EMARE MASKE: 35. YÜZLEŞME

16.7K 1.1K 1.1K
                                    

Korel Edgardo Erezli

2 ay önce, 2 Ağustos sabahı...

Her insana huzur veren bir koku vardı. Kimisine göre bir çiçeğin kokusu olabilirdi, kimisine göre yağmurdan sonraki toprağın kokusu, kimisine göre limon, kimisine göre benzin, kimisine göre kül, kimisine göre zehir.

Ben denizin kokusunu çok severdim, bana huzur verirdi. Tuhaftı, sudan bu kadar çok korkup denizin kokusunda huzur bulmak fakat kendimi ne zaman kötü hissetsem o denizin kenarına gider, bir bira alır, huzur bulmaya çalışırdım.

Altında yatanları düşünme fırsatını bile kendime vermemiştim; ben zaten genelde kendi yaşadıklarımın altında yatanları düşünmezdim.

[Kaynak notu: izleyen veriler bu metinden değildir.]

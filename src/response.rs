use serde::{Deserialize, Serialize};

use crate::errors::GateError;

/// Response state the gate writes into while a request moves through it.
///
/// Nothing set means the request may proceed to its controller.
#[derive(Debug, Clone, Default, PartialEq, Eq)]
pub struct Response {
    status: Option<u16>,
    message: Option<String>,
    headers: Vec<String>,
}

/// JSON body sent with every status the gate produces.
#[derive(Debug, Serialize, Deserialize)]
pub struct CommonResponse {
    pub code: u16,

    #[serde(skip_serializing_if = "Option::is_none")]
    pub message: Option<String>,
}

impl Response {
    pub fn new() -> Self {
        Self::default()
    }

    /// Overwrites any status set before; header lines are `Name: value`.
    pub fn set_status(&mut self, code: u16, message: Option<&str>, headers: Option<Vec<String>>) {
        self.status = Some(code);
        self.message = message.map(String::from);
        self.headers = headers.unwrap_or_default();
    }

    pub fn reject(&mut self, err: &GateError) {
        let message = err.to_string();
        self.set_status(err.status(), Some(&message), err.headers());
    }

    pub fn status(&self) -> Option<u16> {
        self.status
    }

    pub fn message(&self) -> Option<&str> {
        self.message.as_deref()
    }

    pub fn headers(&self) -> &[String] {
        &self.headers
    }

    /// Header lines split into `(name, value)`; malformed lines are skipped.
    pub fn header_pairs(&self) -> impl Iterator<Item = (&str, &str)> {
        self.headers
            .iter()
            .filter_map(|line| line.split_once(':'))
            .map(|(name, value)| (name.trim(), value.trim()))
    }

    pub fn is_set(&self) -> bool {
        self.status.is_some()
    }

    pub fn body(&self) -> Option<CommonResponse> {
        let code = self.status?;
        Some(CommonResponse {
            code,
            message: self.message.clone(),
        })
    }
}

Düşünmek insanı yıpratırdı, düşünmek daha büyük bir karanlık demekti, o karanlığa kucak açmaya gerek yoktu; özellikle zaten onun içinde yaşıyorsan.

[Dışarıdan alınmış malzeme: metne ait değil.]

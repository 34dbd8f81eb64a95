use std::io::{self, IsTerminal};

use anyhow::{Context, Result};
use fern::colors::{Color, ColoredLevelConfig};
use log::LevelFilter;
use serde::{Deserialize, Serialize};

use crate::config::CommonConfig;

#[derive(Debug, Deserialize, Serialize, Clone, Copy, PartialEq, Eq)]
pub enum LogLevel {
    #[serde(rename = "error")]
    Error,
    #[serde(rename = "warn")]
    Warn,
    #[serde(rename = "info")]
    Info,
    #[serde(rename = "debug")]
    Debug,
}

#[derive(Debug, Deserialize, Serialize, Clone)]
pub struct LogsConfig {
    #[serde(default = "LogsConfig::default_level")]
    pub level: LogLevel,

    /// Write to stderr instead of stdout.
    #[serde(default)]
    pub stderr: bool,
}

impl Default for LogsConfig {
    fn default() -> Self {
        Self {
            level: Self::default_level(),
            stderr: false,
        }
    }
}

impl CommonConfig for LogsConfig {
    fn complete(&mut self) -> Result<()> {
        Ok(())
    }
}

impl LogsConfig {
    pub fn default_level() -> LogLevel {
        LogLevel::Info
    }

    pub fn init(&self) -> Result<()> {
        let level = match self.level {
            LogLevel::Error => LevelFilter::Error,
            LogLevel::Warn => LevelFilter::Warn,
            LogLevel::Info => LevelFilter::Info,
            LogLevel::Debug => LevelFilter::Debug,
        };

        let is_terminal = if self.stderr {
            io::stderr().is_terminal()
        } else {
            io::stdout().is_terminal()
        };

        let colors = ColoredLevelConfig::new()
            .info(Color::Green)
            .debug(Color::Magenta);

        let dispatch = fern::Dispatch::new()
            .format(move |out, message, record| {
                if is_terminal {
                    out.finish(format_args!(
                        "{} [{}] {}",
                        humantime::format_rfc3339_millis(std::time::SystemTime::now()),
                        colors.color(record.level()),
                        message
                    ))
                } else {
                    out.finish(format_args!(
                        "{} [{}] {}",
                        humantime::format_rfc3339_millis(std::time::SystemTime::now()),
                        record.level(),
                        message
                    ))
                }
            })
            .level(level);

        let dispatch = if self.stderr {
            dispatch.chain(io::stderr())
        } else {
            dispatch.chain(io::stdout())
        };
        dispatch.apply().context("init logger")?;

        Ok(())
    }
}
use std::fs;
use std::path::Path;

use anyhow::{Context, Result};
use serde::{Deserialize, Serialize};

/// A controller, or some of its methods, that can be called without authentication.
#[derive(Debug, Clone, PartialEq, Eq, Serialize, Deserialize)]
pub struct WhitelistRule {
    pub controller: String,

    /// `None` opens every method of the controller.
    #[serde(default, skip_serializing_if = "Option::is_none")]
    pub methods: Option<Vec<String>>,
}

impl WhitelistRule {
    pub fn controller(controller: impl Into<String>) -> Self {
        Self {
            controller: controller.into(),
            methods: None,
        }
    }

    pub fn methods<I, S>(controller: impl Into<String>, methods: I) -> Self
    where
        I: IntoIterator<Item = S>,
        S: Into<String>,
    {
        Self {
            controller: controller.into(),
            methods: Some(methods.into_iter().map(Into::into).collect()),
        }
    }
}

#[derive(Debug, Clone, Default, PartialEq, Eq, Serialize, Deserialize)]
#[serde(transparent)]
pub struct Whitelist {
    rules: Vec<WhitelistRule>,
}

impl Whitelist {
    pub fn new(rules: Vec<WhitelistRule>) -> Self {
        Self { rules }
    }

    /// Reads a JSON array of rules, `[{"controller": "status"}, ...]`.
    pub fn load(path: impl AsRef<Path>) -> Result<Self> {
        let path = path.as_ref();
        let data = fs::read_to_string(path)
            .with_context(|| format!("read whitelist file '{}'", path.display()))?;
        let whitelist: Whitelist = serde_json::from_str(&data)
            .with_context(|| format!("parse whitelist file '{}' json", path.display()))?;
        Ok(whitelist)
    }

    pub fn rules(&self) -> &[WhitelistRule] {
        &self.rules
    }

    /// Only the first rule naming `controller` is consulted; an empty
    /// controller (no route) is always let through to the 404 path.
    pub fn is_whitelisted(&self, controller: &str, method: &str) -> bool {
        if controller.is_empty() {
            return true;
        }

        let rule = match self.rules.iter().find(|rule| rule.controller == controller) {
            Some(rule) => rule,
            None => return false,
        };

        match &rule.methods {
            None => true,
            Some(methods) => methods.iter().any(|m| m == method),
        }
    }
}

Şimdi burnumda deniz kokusu vardı, dalgalar yoktu, suyun sesi de öyle ama burnumdaki denizin kokusu huzur veriyordu hem de hiç huzur vermemesi gereken zamanda. Gözlerim kapalıydı, ellerim arkadan bir iple bağlanmıştı, bacaklarım da öyle ve bir sandalyeye oturtulmuştum. Korkmam gerekiyordu çünkü yeniden aynı şeyleri yaşatabilirlerdi fakat o denizin kokusu öyle keskin hissediliyordu ki korkuya bile fırsat yoktu.

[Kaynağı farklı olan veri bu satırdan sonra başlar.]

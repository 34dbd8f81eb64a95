use std::collections::BTreeMap;
use std::path::{Path, PathBuf};
use std::sync::Arc;
use std::{fs, io};

use anyhow::{bail, Context, Result};
use log::{info, warn};
use openssl::ssl::{SslAcceptor, SslAcceptorBuilder, SslFiletype, SslMethod};
use serde::{Deserialize, Serialize};

use crate::connections::{ApiKeyRecord, MemoryConnections, UserRecord};
use crate::controller::ControllerRegistry;
use crate::gate::Gate;
use crate::logs::LogsConfig;
use crate::permission::PermissionTable;
use crate::restful::RestfulServer;
use crate::route::Router;
use crate::whitelist::Whitelist;

pub trait CommonConfig {
    /// Validates the config and fills in derived values.
    fn complete(&mut self) -> Result<()>;
}

#[derive(Debug, Serialize, Deserialize, Clone)]
pub struct GateConfig {
    #[serde(default = "GateConfig::default_bind")]
    pub bind: String,

    /// Path prefix every routed path lives below, e.g. `/api`.
    #[serde(default)]
    pub prefix: String,

    /// JSON whitelist file. No file means every route needs authentication.
    #[serde(default)]
    pub whitelist_path: String,

    #[serde(default)]
    pub ssl: bool,

    #[serde(default)]
    pub cert_path: String,

    #[serde(default)]
    pub key_path: String,

    pub keep_alive_secs: Option<u64>,

    pub workers: Option<u64>,

    #[serde(default)]
    pub logs: LogsConfig,

    /// Controller name -> handler method names.
    #[serde(default)]
    pub controllers: BTreeMap<String, Vec<String>>,

    /// Controller -> method -> required permission bits.
    #[serde(default)]
    pub permissions: PermissionTable,

    #[serde(default)]
    pub users: Vec<UserRecord>,

    #[serde(default)]
    pub api_keys: Vec<ApiKeyRecord>,
}

impl Default for GateConfig {
    fn default() -> Self {
        Self {
            bind: Self::default_bind(),
            prefix: String::new(),
            whitelist_path: String::new(),
            ssl: false,
            cert_path: String::new(),
            key_path: String::new(),
            keep_alive_secs: None,
            workers: None,
            logs: LogsConfig::default(),
            controllers: BTreeMap::new(),
            permissions: PermissionTable::default(),
            users: vec![],
            api_keys: vec![],
        }
    }
}

impl CommonConfig for GateConfig {
    fn complete(&mut self) -> Result<()> {
        self.bind = expandenv("bind", &self.bind)?;
        if self.bind.is_empty() {
            bail!("bind is required");
        }

        self.whitelist_path = expandenv("whitelist_path", &self.whitelist_path)?;

        if self.ssl {
            self.cert_path = expandenv("cert_path", &self.cert_path)?;
            if self.cert_path.is_empty() {
                bail!("cert_path is required when ssl is enabled");
            }
            self.key_path = expandenv("key_path", &self.key_path)?;
            if self.key_path.is_empty() {
                bail!("key_path is required when ssl is enabled");
            }
        }

        if let Some(keep_alive_secs) = self.keep_alive_secs {
            if keep_alive_secs == 0 {
                bail!("keep_alive_secs must be greater than 0");
            }
        }

        if let Some(workers) = self.workers {
            if workers == 0 {
                bail!("workers must be greater than 0");
            }
        }

        for (controller, methods) in self.controllers.iter() {
            if controller.is_empty() {
                bail!("controller name cannot be empty");
            }
            if methods.iter().any(|m| m.is_empty()) {
                bail!("controller '{controller}' has an empty method name");
            }
        }

        self.logs.complete().context("logs")?;

        Ok(())
    }
}

impl GateConfig {
    /// Reads a TOML config. A missing file yields the defaults.
    pub fn load(path: impl AsRef<Path>) -> Result<Self> {
        let path = path.as_ref();
        let mut cfg: Self = match fs::read_to_string(path) {
            Ok(s) => toml::from_str(&s)
                .with_context(|| format!("parse config file '{}' toml", path.display()))?,
            Err(err) if err.kind() == io::ErrorKind::NotFound => {
                warn!("Config file '{}' not found, using defaults", path.display());
                Self::default()
            }
            Err(err) => {
                return Err(err).with_context(|| format!("read config file '{}'", path.display()))
            }
        };

        cfg.complete().context("validate config")?;
        Ok(cfg)
    }

    pub fn default_path() -> PathBuf {
        match std::env::var_os("AUTHGATE_CONFIG") {
            Some(path) => PathBuf::from(path),
            None => PathBuf::from("authgate.toml"),
        }
    }

    pub fn build_controllers(&self) -> ControllerRegistry {
        let mut controllers = ControllerRegistry::new();
        for (controller, methods) in self.controllers.iter() {
            controllers.register(controller.clone(), methods.iter().cloned());
        }
        controllers
    }

    pub fn build_whitelist(&self) -> Result<Whitelist> {
        if self.whitelist_path.is_empty() {
            warn!("No whitelist configured, every route requires authentication");
            return Ok(Whitelist::default());
        }
        Whitelist::load(&self.whitelist_path)
    }

    pub fn build_gate(&self) -> Result<Gate> {
        let conns = MemoryConnections::new(self.users.clone(), self.api_keys.clone())
            .context("init credential store")?;
        let whitelist = self.build_whitelist()?;
        let controllers = self.build_controllers();
        info!(
            "Gate has {} controllers, {} whitelist rules, {} users, {} api keys",
            controllers.len(),
            whitelist.rules().len(),
            self.users.len(),
            self.api_keys.len()
        );

        Gate::builder()
            .router(Router::new(&self.prefix))
            .controllers(controllers)
            .whitelist(whitelist)
            .permissions(self.permissions.clone())
            .connections(Arc::new(conns))
            .build()
    }

    pub fn build_restful_server(&self, gate: Arc<Gate>) -> Result<RestfulServer> {
        let mut srv = RestfulServer::new(self.bind.clone(), gate);
        if self.ssl {
            let ssl = self.build_ssl()?;
            srv.set_ssl(ssl);
        }

        if let Some(keep_alive_secs) = self.keep_alive_secs {
            srv.set_keep_alive_secs(keep_alive_secs);
        }

        if let Some(workers) = self.workers {
            srv.set_workers(workers);
        }

        if !self.whitelist_path.is_empty() {
            srv.set_whitelist_path(PathBuf::from(&self.whitelist_path));
        }

        Ok(srv)
    }

    fn build_ssl(&self) -> Result<SslAcceptorBuilder> {
        if !Path::new(&self.key_path).exists() {
            bail!("ssl key file not exists: {:?}", self.key_path);
        }
        if !Path::new(&self.cert_path).exists() {
            bail!("ssl cert file not exists: {:?}", self.cert_path);
        }

        let mut builder =
            SslAcceptor::mozilla_intermediate(SslMethod::tls()).context("init ssl acceptor")?;

        builder
            .set_private_key_file(&self.key_path, SslFiletype::PEM)
            .context("load ssl key file")?;
        builder
            .set_certificate_chain_file(&self.cert_path)
            .context("load ssl cert file")?;

        Ok(builder)
    }

    fn default_bind() -> String {
        String::from("127.0.0.1:13580")
    }
}

/// See: [`shellexpand::full`].
pub fn expandenv(name: &str, s: impl AsRef<str>) -> Result<String> {
    let s =
        shellexpand::full(s.as_ref()).with_context(|| format!("expand env value for '{name}'"))?;
    Ok(s.to_string())
}
use crate::controller::ControllerCatalog;
use crate::verb::HttpVerb;

pub const HEADER_ALLOW: &str = "Allow";
pub const HEADER_CORS_ALLOW_METHODS: &str = "Access-Control-Allow-Methods";

/// Verbs a controller implements for one handler stem, in probe order.
#[derive(Debug, Clone, Default, PartialEq, Eq)]
pub struct AvailableVerbs(Vec<HttpVerb>);

impl AvailableVerbs {
    pub fn is_empty(&self) -> bool {
        self.0.is_empty()
    }

    pub fn contains(&self, verb: HttpVerb) -> bool {
        self.0.contains(&verb)
    }

    pub fn verbs(&self) -> &[HttpVerb] {
        &self.0
    }

    /// `GET,POST`: comma-joined, no spaces.
    pub fn header_value(&self) -> String {
        self.0
            .iter()
            .map(HttpVerb::as_str)
            .collect::<Vec<_>>()
            .join(",")
    }

    /// The `Allow` and CORS header lines shared by OPTIONS and 405 responses.
    pub fn headers(&self) -> Vec<String> {
        let value = self.header_value();
        vec![
            format!("{HEADER_ALLOW}: {value}"),
            format!("{HEADER_CORS_ALLOW_METHODS}: {value}"),
        ]
    }
}

/// Finds which verbs `controller` implements for the handler stem `base`.
pub fn available_verbs(
    catalog: &dyn ControllerCatalog,
    controller: &str,
    base: &str,
) -> AvailableVerbs {
    let verbs = HttpVerb::PROBE_ORDER
        .into_iter()
        .filter(|verb| catalog.method_exists(controller, &verb.method_name(base)))
        .collect();
    AvailableVerbs(verbs)
}

#[cfg(test)]
mod tests {
    use crate::controller::ControllerRegistry;

    use super::*;

    #[test]
    fn test_available_verbs() {
        let registry = ControllerRegistry::new().with(
            "widgets",
            ["patchWidget", "getWidget", "postWidget", "getWidgets"],
        );

        let verbs = available_verbs(&registry, "widgets", "Widget");
        assert_eq!(
            verbs.verbs(),
            &[HttpVerb::Get, HttpVerb::Post, HttpVerb::Patch]
        );
        assert_eq!(verbs.header_value(), "GET,POST,PATCH");
        assert!(!verbs.contains(HttpVerb::Delete));

        let verbs = available_verbs(&registry, "widgets", "Widgets");
        assert_eq!(verbs.header_value(), "GET");

        let verbs = available_verbs(&registry, "gadgets", "Widget");
        assert!(verbs.is_empty());
        assert_eq!(verbs.header_value(), "");
    }

    #[test]
    fn test_headers() {
        let registry = ControllerRegistry::new().with("widgets", ["getWidget", "postWidget"]);
        let verbs = available_verbs(&registry, "widgets", "Widget");
        assert_eq!(
            verbs.headers(),
            vec![
                "Allow: GET,POST".to_string(),
                "Access-Control-Allow-Methods: GET,POST".to_string(),
            ]
        );
    }
}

Bulunduğum yerin kapısı açıldı, buraya nasıl geldiğimi hatırlamıyordum. Bayıltılmış mıydım? Hayır, hiçbir sonuç yoktu. Yine zihnimde boşluklar vardı, tek hatırladığım kendimi koşarken bir ormanın içinde bulduğumdu, eski yanan merkezin orada. Başka hiçbir şey yoktu. Neden kaçtığımı, ne yaptığımı bilmiyordum. Arkamda birileri mi vardı? Şimdi o arkamdakiler mi beni esir almıştı? Duruşmadan kaçtıktan sonra beni bu kadar kolay mı bulabilmişlerdi? Hapishaneye mi girecektim? Hapishane, o akıl hastanelerinden çok daha güvenliydi.

Odanın kapısı kapandı, biri yürümeye başladı; nefes sesi sıktı, heyecanlı değil fakat keyifli gibi, belki de gülüyordu. Simsiyah mendille bağlanan gözlerimin ardında kim olduğunu bilmiyordum ama bu sabah hissettiğim denizin o güzel kokusu, akşama kan kokusuna dönüşebilirdi.

Bundan da artık emindim.

Karşıma bir sandalye çekildi ve alt taraftan siyah botlarla karşılaştım, bu bir erkekti. Herkes olabilirdi ama içimden bir ses Prometheus'un benimle olduğunu söylüyordu. Korkuyu bekledim, korkmalıydım ama yine bu duygu bana uğramadı. Artık yanmaktan mı yoksa ölmekten mi korkmuyordum?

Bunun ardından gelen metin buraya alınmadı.